What he meant: We’ve got our party back. Actually, we never had it in the first place. The closest we came was Tony Benn’s 49.6% for the deputy leadership in 1981. We’ve got someone else’s party, but we intend to hang on to it.
What he said: “To my friend Sadiq Khan, who has been elected as our mayoral candidate for London. Sadiq, we are going to be campaigning together and we are going to be campaigning together particularly on the crucial issue of housing in London. I am fed up with the social cleansing of London by this Tory government and its policies. We need a Labour mayor. We need a Labour mayor in London who can ensure we do house everyone in London… and Sadiq is the man to do it.”
What he meant: We are going to house everyone who wants to live in London. Not necessarily in London as such. There may be an overspill facility in Oldham.
What he said: “I think it is quite incredible the way the mood in Europe has changed over the past few weeks, of understanding that people fleeing from wars – they are the victims of wars, they are the generational victims of war, they are the intergenerational victims of war – end up in desperation, end up in terrible places, end up trying to gain a place of safety, end up trying to exercise their refugee rights.”
What he meant: I am canny enough to recognise that some apparently lefty positions can be popular.
What he said: “Let’s recognise that going to war creates a legacy of bitterness and problems.”
What he meant: I can be tactful and restrained: most Labour MPs voted for the war in Iraq, so I’ll just drop in half a sentence here.
What he said: “Let us be a force for change in the world, a force for humanity in the world, a force for peace in the world and a force that recognises we cannot go on like this, with grotesque levels of inequality, grotesque threats to our environment all around the world without the rich and powerful governments stepping up to the plate to make sure our world becomes safer and better… We are one world.”
What he meant: Copyright Blue Peter, 1983.
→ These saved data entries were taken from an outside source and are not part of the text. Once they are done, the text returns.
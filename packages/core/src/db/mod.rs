//! Database Layer
//!
//! Persistence for the flat page table, using libsql (embedded SQLite):
//!
//! - `DatabaseService` - connection management and idempotent schema
//!   bootstrap
//! - `PageStore` / `PageTransaction` - the abstraction the service layer
//!   programs against
//! - `SqliteStore` - the libsql implementation
//! - `PageEvent` - domain events broadcast after successful mutations
//!
//! The store is deliberately dumb: single-statement round trips plus an
//! explicit transaction object. Tree invariants live in the service layer.

mod database;
mod error;
pub mod events;
mod page_store;
mod sqlite_store;

pub use database::DatabaseService;
pub use error::DatabaseError;
pub use events::{InvalidationScope, PageEvent};
pub use page_store::{PageStore, PageTransaction, PathStep};
pub use sqlite_store::{SqliteStore, SqliteTransaction};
What he said:“And I say thank you in advance to us all working together to achieve great victories not just electorally for Labour, but emotionally for the whole of our society, to show we don’t have to be unequal. It doesn’t have to be unfair. Poverty isn’t inevitable. Things can – and they will – change.”
What he meant: My opponents in the party say I can’t win a general election, but I’m going to show, not tell, because the Labour cause is about more than just winning. It’s about the emotional health of the nation.